In [None]:
import os
from os import listdir
from os.path import isdir, join
import sys

# Setting Directories

In [None]:
data_dir = r'C:\Users\ossia\Documents\GitHub\MagLearn-Bristol-2\Single Pipeline\preprocessed_training_dataset'
#data_dir = 'MyDrive/preprocessed_training_dataset'  # If using Colab with Google Drive, set this to the location on Drive containing processed material training data for this project ie '/MyDrive/MagNetDatastore/preprocessed_training_dataset'
working_dir = 'MyDrive/MagNetDrive' # If using Google Colab + Drive, set this to to the Drive folder where this notebook and the support code is located

# Setting Environment

In [None]:
# Check if the code is running on Google Colab
if 'google.colab' in sys.modules:
    from google.colab import drive
    # Mount Google Drive
    drive.mount('/content/drive')
    # Set the dataset directory path on Google Drive
    working_dir = os.path.join('/content/drive/', working_dir)  # Changes current working directory to Google Drive hosted folder, containing all data and functional scripts
    os.chdir(working_dir)
    data_dir = '/content/drive/' + data_dir
    platform = "colab"
    print("Running on Google Colab. Google Drive mounted.")
else:
    platform = "local"
    print("Running locally.")


# Loading Training Materials

In [None]:
# Initialize the training_materials list
training_materials = []

# Check if data_dir is a real directory
if os.path.exists(data_dir) and os.path.isdir(data_dir):
    # Get the list of materials in the data_dir folder
    subfolders = [item for item in os.listdir(data_dir)
                  if os.path.isdir(os.path.join(data_dir, item))]
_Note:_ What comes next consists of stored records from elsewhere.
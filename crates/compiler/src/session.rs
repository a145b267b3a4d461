//! Compiler session: the pipeline stages behind the bridge.
//!
//! Every stage reads the serialized module text, resolves the target and
//! normalizes the module before doing its own work. Stages return typed
//! reports; turning errors into failure mappings is the bridge's job.

use crate::config::WorkflowConfig;
use crate::pipeline::{AppliedSchedule, CompilerPipeline};
use serde::Serialize;
use std::path::PathBuf;
use tracing::{info, warn};
use tunebridge_autotune::{tune, TuneSummary, TuningDatabase};
use tunebridge_ir::{normalize, Capabilities, Module, Result, Target};

/// Resolve a target name. CPU targets take their core count from
/// `max_workers`, then a `-num-cores` attribute, then the host.
pub fn resolve_target(name: &str, max_workers: Option<usize>) -> Result<Target> {
    Target::resolve(name, max_workers)
}

/// Deserialize a module and run the baseline normalization on it.
pub fn load_module(text: &str) -> Result<Module> {
    let mut module = Module::from_json(text)?;
    normalize(&mut module)?;
    Ok(module)
}

#[derive(Debug, Clone, PartialEq, Serialize)]
pub struct TuneOutcome {
    pub work_dir: PathBuf,
    pub num_trials: usize,
    pub max_workers: usize,
    pub target: String,
    pub summary: TuneSummary,
}

#[derive(Debug, Clone, PartialEq, Serialize)]
pub struct ApplyOutcome {
    pub lib_path: PathBuf,
    pub work_dir: PathBuf,
    pub opt_level: u8,
    pub target: String,
    pub applied: Vec<AppliedSchedule>,
    pub defaulted: Vec<String>,
}

#[derive(Debug, Clone, Copy, PartialEq, Eq, Serialize)]
#[serde(rename_all = "snake_case")]
pub enum TuningStatus {
    Success,
    Error,
    Skipped,
}

#[derive(Debug, Clone, PartialEq, Serialize)]
pub struct CompileOutcome {
    pub lib_path: PathBuf,
    pub work_dir: PathBuf,
    pub auto_tuning: bool,
    /// Trial budget spent on tuning; zero when tuning was disabled.
    pub num_trials: usize,
    pub opt_level: u8,
    pub target: String,
    pub tuning_status: TuningStatus,
    pub tuning_error: Option<String>,
    pub trials_run: usize,
    pub applied: Vec<AppliedSchedule>,
    pub defaulted: Vec<String>,
}

pub struct CompilerSession {
    config: WorkflowConfig,
    capabilities: Capabilities,
}

impl CompilerSession {
    pub fn new(config: WorkflowConfig) -> Result<Self> {
        config.validate()?;
        Ok(Self {
            config,
            capabilities: Capabilities::detect(),
        })
    }

    pub fn config(&self) -> &WorkflowConfig {
        &self.config
    }

    pub fn capabilities(&self) -> &Capabilities {
        &self.capabilities
    }

    /// Trial search into the configured work directory.
    pub fn tune_with_database(&self, module_text: &str) -> Result<TuneOutcome> {
        let target = resolve_target(&self.config.target, self.config.max_workers)?;
        let module = load_module(module_text)?;
        self.tune_module(&module, &target)
    }

    fn tune_module(&self, module: &Module, target: &Target) -> Result<TuneOutcome> {
        let tune_config = self.config.tune_config();
        let summary = tune(
            module,
            target,
            &self.config.work_dir,
            &tune_config,
            &self.capabilities,
        )?;
        Ok(TuneOutcome {
            work_dir: self.config.work_dir.clone(),
            num_trials: self.config.num_trials,
            max_workers: tune_config.max_workers,
            target: target.to_string(),
            summary,
        })
    }

    /// Rebuild with the best recorded schedules. The database must exist and
    /// belong to the same target kind.
    pub fn apply_tuning_database(&self, module_text: &str) -> Result<ApplyOutcome> {
        let target = resolve_target(&self.config.target, self.config.max_workers)?;
        let module = load_module(module_text)?;
        let db = TuningDatabase::open_existing(&self.config.work_dir)?;
        db.ensure_target(target.kind)?;

        let pipeline = CompilerPipeline::new(target, self.config.opt_level)?;
        let artifacts = pipeline.compile(module, Some(&db), &self.config.work_dir)?;
        Ok(ApplyOutcome {
            lib_path: artifacts.lib_path,
            work_dir: self.config.work_dir.clone(),
            opt_level: self.config.opt_level,
            target: pipeline.target().to_string(),
            applied: artifacts.application.applied,
            defaulted: artifacts.application.defaulted,
        })
    }

    /// Resolve, load, optionally tune, then apply and build.
    ///
    /// A failed tuning stage is reported in the outcome and the build goes
    /// ahead with whatever database the work directory holds, or with default
    /// schedules when there is none.
    pub fn compile_module(&self, module_text: &str) -> Result<CompileOutcome> {
        let target = resolve_target(&self.config.target, self.config.max_workers)?;
        let module = load_module(module_text)?;
        let work_dir = &self.config.work_dir;

        let (tuning_status, tuning_error, trials_run) = if self.config.use_auto_tuning {
            match self.tune_module(&module, &target) {
                Ok(outcome) => (TuningStatus::Success, None, outcome.summary.trials_run),
                Err(err) => {
                    warn!(error = %err, kind = err.kind_name(), "tuning failed, building without it");
                    (TuningStatus::Error, Some(err.to_string()), 0)
                }
            }
        } else {
            (TuningStatus::Skipped, None, 0)
        };

        let db = if TuningDatabase::exists(work_dir) {
            let db = TuningDatabase::open_existing(work_dir)?;
            db.ensure_target(target.kind)?;
            Some(db)
        } else {
            info!(work_dir = %work_dir.display(), "no tuning database, using default schedules");
            None
        };

        let pipeline = CompilerPipeline::new(target, self.config.opt_level)?;
        let artifacts = pipeline.compile(module, db.as_ref(), work_dir)?;
        Ok(CompileOutcome {
            lib_path: artifacts.lib_path,
            work_dir: work_dir.clone(),
            auto_tuning: self.config.use_auto_tuning,
            num_trials: if self.config.use_auto_tuning {
                self.config.num_trials
            } else {
                0
            },
            opt_level: self.config.opt_level,
            target: pipeline.target().to_string(),
            tuning_status,
            tuning_error,
            trials_run,
            applied: artifacts.application.applied,
            defaulted: artifacts.application.defaulted,
        })
    }
}

#[cfg(test)]
mod tests {
    use super::*;
    use tunebridge_ir::{artifact_path, two_task_module, TargetKind};

    fn session(work_dir: PathBuf, target: &str) -> CompilerSession {
        CompilerSession::new(WorkflowConfig {
            target: target.to_string(),
            work_dir,
            num_trials: 4,
            max_workers: Some(2),
            tuning: crate::config::TuningOptions {
                warmup_runs: 0,
                repeat_runs: 1,
                ..Default::default()
            },
            ..WorkflowConfig::default()
        })
        .expect("session")
    }

    fn module_text() -> String {
        two_task_module().to_json().expect("json")
    }

    #[test]
    fn load_module_normalizes() {
        let module = load_module(&module_text()).expect("load");
        assert_eq!(module.tasks.len(), 2);
        let err = load_module("{ not json").unwrap_err();
        assert_eq!(err.kind_name(), "ModuleParseError");
    }

    #[test]
    fn unknown_target_fails_before_touching_disk() {
        let dir = tempfile::tempdir().expect("tempdir");
        let work_dir = dir.path().join("db");
        let err = session(work_dir.clone(), "quantum")
            .tune_with_database(&module_text())
            .unwrap_err();
        assert_eq!(err.kind_name(), "InvalidTargetError");
        assert!(!work_dir.exists());
    }

    #[test]
    fn worker_override_reaches_the_target() {
        let target = resolve_target("llvm -num-cores=2", Some(3)).expect("target");
        assert_eq!(target.num_cores, Some(3));
        let target = resolve_target("llvm -num-cores=2", None).expect("target");
        assert_eq!(target.num_cores, Some(2));
        assert_eq!(resolve_target("cuda", Some(3)).expect("cuda").num_cores, None);
    }

    #[test]
    fn tune_then_apply() {
        let dir = tempfile::tempdir().expect("tempdir");
        let session = session(dir.path().join("db"), "llvm");
        let tuned = session.tune_with_database(&module_text()).expect("tune");
        assert!(tuned.summary.trials_run <= 4);
        assert_eq!(tuned.max_workers, 2);
        assert!(tuned.target.starts_with("llvm"));
        assert!(tuned.target.contains("-num-cores=2"), "{}", tuned.target);

        let applied = session.apply_tuning_database(&module_text()).expect("apply");
        assert_eq!(applied.lib_path, artifact_path(&session.config().work_dir));
        assert!(applied.lib_path.is_file());
        assert_eq!(applied.applied.len() + applied.defaulted.len(), 2);
    }

    #[test]
    fn apply_without_database_creates_nothing() {
        let dir = tempfile::tempdir().expect("tempdir");
        let work_dir = dir.path().join("missing");
        let err = session(work_dir.clone(), "llvm")
            .apply_tuning_database(&module_text())
            .unwrap_err();
        assert_eq!(err.kind_name(), "DatabaseNotFoundError");
        assert!(!work_dir.exists());
    }

    #[test]
    fn failed_tuning_is_not_fatal_to_compile() {
        let dir = tempfile::tempdir().expect("tempdir");
        let outcome = session(dir.path().join("db"), "cuda")
            .compile_module(&module_text())
            .expect("compile");
        assert_eq!(outcome.tuning_status, TuningStatus::Error);
        assert!(outcome.tuning_error.is_some());
        assert!(outcome.lib_path.is_file());
        assert_eq!(outcome.defaulted.len(), 2);
        assert!(outcome.target.starts_with(TargetKind::Cuda.as_str()));
    }
}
    # Check if there are any subfolders
    if subfolders:
        # Save the names of the subfolders to the training_materials list
        training_materials = subfolders
    else:
        print("No material training datasets found in directory specified by data_dir, preprocessed (normalised, down sampled and split) training materials should be saved into subfolders within this directory, where each subfolder is the name of a training material.")
else:
    print("Directory specified by data_dir does not seem to exist, please ensure data_dir specifies a folder containing subfolders of processed training datasets for each material.")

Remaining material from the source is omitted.